La coupure du courant électrique est fréquente en Irak, de l’ordre de 18 heures en moyenne par jour. Le gouvernement avait alloué 30 milliards de dollars à la réfection du réseau électrique. Mais les milliards se sont envolés et le courant n’a pas été rétabli.
b- Les détecteurs d’explosifs:
L’Irak a commandé auprès du Royaume Uni 6.000 détecteurs d’explosifs d’une valeur de 400 millions de dollars.
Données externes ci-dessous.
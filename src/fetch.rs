//! Archive download
//!
//! Streams one HTTP GET of the remote archive into a temporary file, reporting
//! byte progress for every received chunk.

use crate::config::SyncConfig;
use crate::error::{Error, FetchError, Result};
use crate::types::download_fraction;
use crate::utils::{download_label, get_available_space};
use sha2::{Digest, Sha256};
use std::path::{Path, PathBuf};
use std::time::Duration;
use tokio::io::AsyncWriteExt;
use tokio_util::sync::CancellationToken;
use tracing::{debug, info, warn};

/// Progress of an in-flight download
#[derive(Clone, Debug, PartialEq)]
pub struct DownloadProgress {
    /// Bytes written to the temporary file so far
    pub bytes_received: u64,
    /// Content length announced by the server, if any
    pub total_bytes: Option<u64>,
    /// `bytes_received / total_bytes`, or 0 while the total is unknown
    pub fraction: f64,
    /// Short human-readable label
    pub label: String,
}

impl DownloadProgress {
    fn new(bytes_received: u64, total_bytes: Option<u64>) -> Self {
        let fraction = download_fraction(bytes_received, total_bytes);
        Self {
            bytes_received,
            total_bytes,
            fraction,
            label: download_label(fraction, bytes_received),
        }
    }
}

/// A completely downloaded archive
#[derive(Clone, Debug, PartialEq, Eq)]
pub struct FetchedArchive {
    /// Temporary file holding the archive
    pub path: PathBuf,
    /// Number of bytes written
    pub bytes: u64,
    /// Hex-encoded SHA-256 of the archive
    pub sha256: String,
}

/// Downloads the remote archive into a temporary file
#[derive(Clone, Debug)]
pub struct ArchiveFetcher {
    client: reqwest::Client,
    timeout: Duration,
    check_free_space: bool,
}

impl ArchiveFetcher {
    /// Create a fetcher with the configured timeouts and user agent
    pub fn new(config: &SyncConfig) -> Result<Self> {
        let client = reqwest::Client::builder()
            .timeout(config.fetch_timeout)
            .connect_timeout(config.connect_timeout)
            .user_agent(config.user_agent.clone())
            .build()
            .map_err(|e| FetchError::Client(e.to_string()))?;

        Ok(Self {
            client,
            timeout: config.fetch_timeout,
            check_free_space: config.check_free_space,
        })
    }

    /// Download `url` to `dest`, replacing any stale file left by an aborted attempt
    ///
    /// `on_progress` is called once per received chunk. It runs inline with the
    /// transfer, so it should only hand the value off (e.g. a channel send).
    pub async fn fetch(
        &self,
        url: &str,
        dest: &Path,
        on_progress: impl FnMut(DownloadProgress),
    ) -> Result<FetchedArchive> {
        self.fetch_with_cancel(url, dest, &CancellationToken::new(), on_progress)
            .await
    }

    /// Like [`fetch`](Self::fetch), stopping with [`Error::Cancelled`] once `cancel` fires
    pub async fn fetch_with_cancel(
        &self,
        url: &str,
        dest: &Path,
        cancel: &CancellationToken,
        on_progress: impl FnMut(DownloadProgress),
    ) -> Result<FetchedArchive> {
        info!(url, ?dest, "fetching archive");

        let result = self.download(url, dest, cancel, on_progress).await;
        match &result {
            Ok(archive) => {
                info!(
                    url,
                    bytes = archive.bytes,
                    sha256 = %archive.sha256,
                    "archive downloaded"
                );
            }
            Err(e) => {
                warn!(url, error = %e, "archive download failed");
                remove_partial(dest).await;
            }
        }
        result
    }

    async fn download(
        &self,
        url: &str,
        dest: &Path,
        cancel: &CancellationToken,
        mut on_progress: impl FnMut(DownloadProgress),
    ) -> Result<FetchedArchive> {
        let mut response = tokio::select! {
            biased;
            _ = cancel.cancelled() => return Err(Error::Cancelled),
            response = self.client.get(url).send() => {
                response.map_err(|e| self.request_error(url, e))?
            }
        };

        let status = response.status();
        if !status.is_success() {
            return Err(FetchError::Status {
                status: status.as_u16(),
                url: url.to_string(),
            }
            .into());
        }

        let total_bytes = response.content_length();
        debug!(url, ?total_bytes, "response headers received");

        if let Some(parent) = dest.parent() {
            tokio::fs::create_dir_all(parent)
                .await
                .map_err(|source| FetchError::Write {
                    path: dest.to_path_buf(),
                    source,
                })?;
            if let Some(required) = total_bytes {
                self.ensure_free_space(parent, required)?;
            }
        }

        let write_err = |source| FetchError::Write {
            path: dest.to_path_buf(),
            source,
        };

        // File::create truncates a stale archive from an earlier attempt
        let mut file = tokio::fs::File::create(dest).await.map_err(write_err)?;
        let mut hasher = Sha256::new();
        let mut bytes_received: u64 = 0;

        loop {
            let chunk = tokio::select! {
                biased;
                _ = cancel.cancelled() => {
                    debug!(url, bytes_received, "download cancelled");
                    return Err(Error::Cancelled);
                }
                chunk = response.chunk() => chunk.map_err(|e| self.request_error(url, e))?,
            };
            let Some(chunk) = chunk else { break };

            file.write_all(&chunk).await.map_err(write_err)?;
            hasher.update(&chunk);
            bytes_received += chunk.len() as u64;

            on_progress(DownloadProgress::new(bytes_received, total_bytes));
        }

        file.flush().await.map_err(write_err)?;
        file.sync_all().await.map_err(write_err)?;

        Ok(FetchedArchive {
            path: dest.to_path_buf(),
            bytes: bytes_received,
            sha256: format!("{:x}", hasher.finalize()),
        })
    }

    fn ensure_free_space(&self, dir: &Path, required: u64) -> Result<()> {
        if !self.check_free_space {
            return Ok(());
        }

        match get_available_space(dir) {
            Ok(available) if available < required => {
                Err(FetchError::InsufficientSpace {
                    required,
                    available,
                }
                .into())
            }
            Ok(available) => {
                debug!(required, available, "free space check passed");
                Ok(())
            }
            Err(e) => {
                warn!(?dir, error = %e, "could not determine free space, continuing");
                Ok(())
            }
        }
    }

    fn request_error(&self, url: &str, e: reqwest::Error) -> Error {
        if e.is_timeout() {
            FetchError::Timeout {
                url: url.to_string(),
                timeout_secs: self.timeout.as_secs(),
            }
            .into()
        } else {
            let reason = if e.is_connect() {
                format!("connection failed: {}", e)
            } else {
                e.to_string()
            };
            FetchError::Network {
                url: url.to_string(),
                reason,
            }
            .into()
        }
    }
}

async fn remove_partial(dest: &Path) {
    match tokio::fs::remove_file(dest).await {
        Ok(()) => debug!(?dest, "removed partial archive"),
        Err(e) if e.kind() == std::io::ErrorKind::NotFound => {}
        Err(e) => warn!(?dest, error = %e, "failed to remove partial archive"),
    }
}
A l’usage, ces détecteurs se sont révélés inopérants entraînant la mort de plusieurs milliers d’irakiens, tués par l’explosion de charges.
c- L’inspection surprise des casernes de Bagdad par le ministre irakien de la Défense: Où se sont envolés les milliards de dollars consacrés à la Défense?
Symptomatique de la dégradation générale des services publics irakiens aura été l’inspection surprise de M. Thabet Al Abassi, ministre irakien de la défense, au caserne de la 6eme division de Bagdad, chargée de la défense de la capitale.
Consterné et choqué par l’état de délabrement des installations,le ministre s’est écrié en ces termes: “Quel pitoyable état! Où sont les milliards de dollars consacrés à la défense?. Drôle de dortoir pour des êtres humains. Comment tolérez-vous de vivre dans de telles conditions? Personne n’accepte de vivre dans de telles conditions et si vous, vous l’acceptez, moi je ne l’accepte pas pour vous, a-t-il poursuivi rempli de colère.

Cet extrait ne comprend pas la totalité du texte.